Question

State Ostwald’s dilution law.

Answer 1

Hint: Wilhelm Ostwald’s law on dilution was proposed in 1888, which relates the relationship between the dissociation constant (${{\text{K}}_{\text{c}}}$) and the degree of dissociation $\alpha $ of a weak electrolyte. The relation is represented by \[{{\text{K}}_{\text{c}}}\text{=}\dfrac{\left[ {{\text{A}}^{+}} \right]\times \left[ {{\text{B}}^{-}} \right]}{\left[ \text{AB} \right]}=\dfrac{{{\alpha }^{2}}.\text{C}}{1-\alpha }\] .

Complete step by step answer:
Let us understand what is meant by dilution, it is the decrease in the concentration of a solute in a solution simply by mixing with solvent like adding more water to a solution. In diluted solution, the solvent is more than solute.
-Ostwald Dilution law is based on the fact that the ratio of an electrolyte broken into ions at ordinary dilution is completely dissociated into ions at infinite dilution. The derivation for Ostwald dilution law is-
Consider a binary electrolyte which breaks into ions. Ostwald noticed that the law of mass action can be applied to it. The equilibrium state is shown by:
$\text{AB}\rightleftharpoons {{\text{A}}^{+}}+{{\text{B}}^{-}}$
The fraction which is dissociated is $\alpha $ .So, the concentration each ion will be where C is the initial concentration of AB:
  \[\begin{align}
  & \left[ {{\text{B}}^{-}} \right]=C\alpha \\
 & \left[ {{\text{A}}^{+}} \right]=C\alpha \\
 & \left[ \text{AB} \right]=C(1-\alpha ) \\
\end{align}\]
 Now, Substitute the values in the dissociation expression, the dissociation constant becomes
\[{{K}_{\text{c}}}=\dfrac{\left[ {{\text{A}}^{+}} \right]\left[ {{\text{B}}^{-}} \right]}{\left[ \text{AB} \right]}\] ,${{K}_{\text{c}}}=\dfrac{C\alpha \times C\alpha }{C(1-\alpha )}$
${{\text{K}}_{\text{c}}}$ can be resolved into and for weak electrolyte, the degree of dissociation is very low so it will not dissociate completely, thus, $1-\alpha \simeq 1$. Therefore,

${{K}_{\text{c}}}=\dfrac{C{{\alpha }^{2}}}{(1-\alpha )}$ after ignoring $\alpha $,${{\text{K}}_{\text{c}}}$ becomes${{K}_{\text{c}}}=C{{\alpha }^{2}}$.
The concentration of any ion will be given by
$\alpha =\sqrt{\dfrac{{{\text{K}}_{\text{d}}}}{\text{C}}}$ , $\left[ {{\text{A}}^{+}} \right]=\left[ {{\text{B}}^{-}} \right]=\alpha \text{C}=\sqrt{{{\text{K}}_{\text{c}}}\text{C}}$
Thus, the degree of dissociation is proportional to the inverse square root of the concentration or square root of dilution. This is the derivation of Ostwald dilution law.
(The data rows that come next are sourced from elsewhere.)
use serde::{Deserialize, Serialize};
use std::fs;
use std::io;
use std::path::{Path, PathBuf};
use thiserror::Error;

pub const DEFAULT_LIST_WINDOW: usize = 6;
pub const DEFAULT_STATUS_WINDOW: usize = 8;

#[derive(Debug, Error)]
pub enum ConfigError {
    #[error("failed to read config {}: {source}", path.display())]
    Io {
        path: PathBuf,
        #[source]
        source: io::Error,
    },
    #[error("invalid config: {0}")]
    Parse(#[from] serde_yaml::Error),
    #[error("`{field}` must be at least 1")]
    ZeroWidth { field: &'static str },
}

/// Sizing of the scrollable overlay lists.
///
/// - `list_window`: rows visible in the construction, unit plan and blessing lists.
/// - `status_window`: rows visible in the settlement status list of the standard overlay.
///
/// The status list only scrolls once the player owns more settlements than
/// [`OverlayConfig::status_scroll_threshold`], which follows `status_window`.
#[derive(Debug, Clone, Copy, PartialEq, Eq, Serialize, Deserialize)]
#[serde(default, deny_unknown_fields)]
pub struct OverlayConfig {
    pub list_window: usize,
    pub status_window: usize,
}

impl Default for OverlayConfig {
    fn default() -> Self {
        Self {
            list_window: DEFAULT_LIST_WINDOW,
            status_window: DEFAULT_STATUS_WINDOW,
        }
    }
}

impl OverlayConfig {
    pub fn from_yaml_str(source: &str) -> Result<Self, ConfigError> {
        let config: Self = serde_yaml::from_str(source)?;
        config.validate()?;
        Ok(config)
    }

    pub fn load(path: impl AsRef<Path>) -> Result<Self, ConfigError> {
        let path = path.as_ref();
        let source = fs::read_to_string(path).map_err(|source| ConfigError::Io {
            path: path.to_path_buf(),
            source,
        })?;
        Self::from_yaml_str(source.as_str())
    }

    /// Settlement count the status list must exceed before it scrolls.
    pub fn status_scroll_threshold(&self) -> usize {
        self.status_window.saturating_sub(1)
    }

    pub fn validate(&self) -> Result<(), ConfigError> {
        if self.list_window == 0 {
            return Err(ConfigError::ZeroWidth {
                field: "list_window",
            });
        }
        if self.status_window == 0 {
            return Err(ConfigError::ZeroWidth {
                field: "status_window",
            });
        }
        Ok(())
    }
}

#[cfg(test)]
mod tests {
    use super::{ConfigError, OverlayConfig};

    #[test]
    fn empty_document_uses_defaults() {
        let config = OverlayConfig::from_yaml_str("{}").expect("config");
        assert_eq!(config, OverlayConfig::default());
        assert_eq!(config.list_window, 6);
        assert_eq!(config.status_window, 8);
    }

    #[test]
    fn partial_document_overrides_fields() {
        let config = OverlayConfig::from_yaml_str("list_window: 4\n").expect("config");
        assert_eq!(config.list_window, 4);
        assert_eq!(config.status_window, 8);
    }

    #[test]
    fn scroll_threshold_follows_status_window() {
        assert_eq!(OverlayConfig::default().status_scroll_threshold(), 7);
        let narrow = OverlayConfig::from_yaml_str("status_window: 3\n").expect("config");
        assert_eq!(narrow.status_scroll_threshold(), 2);
        let err = OverlayConfig::from_yaml_str("status_scroll_threshold: 7\n")
            .expect_err("threshold is not configurable");
        assert!(matches!(err, ConfigError::Parse(_)));
    }

    #[test]
    fn zero_width_is_rejected() {
        let err = OverlayConfig::from_yaml_str("status_window: 0\n").expect_err("must fail");
        assert!(matches!(
            err,
            ConfigError::ZeroWidth {
                field: "status_window"
            }
        ));
    }

    #[test]
    fn unknown_fields_are_rejected() {
        let err = OverlayConfig::from_yaml_str("list_windw: 3\n").expect_err("must fail");
        assert!(matches!(err, ConfigError::Parse(_)));
    }

    #[test]
    fn missing_file_reports_path() {
        let err = OverlayConfig::load("/definitely/not/here.yaml").expect_err("must fail");
        assert!(err.to_string().contains("/definitely/not/here.yaml"));
    }
}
Additional Information: The Ostwald law of dilution provides a nice description of concentration dependence of the conductivity of weak electrolytes like $\text{C}{{\text{H}}_{3}}\text{COOH}$and$\text{N}{{\text{H}}_{4}}\text{OH}$. The variation of molar conductivity is mainly due to the incomplete ionization of weak electrolytes into ions.

Note: The Ostwald’s dilution law is only applicable when we are dealing with weak bases or acids; it’s not used while we are talking about strong acids or bases which are completely dissociable and ionizable at all dilution. In weak electrolytes, degree of dissociation ($\alpha $) of weak electrolyte is directly proportional to square root of dilution.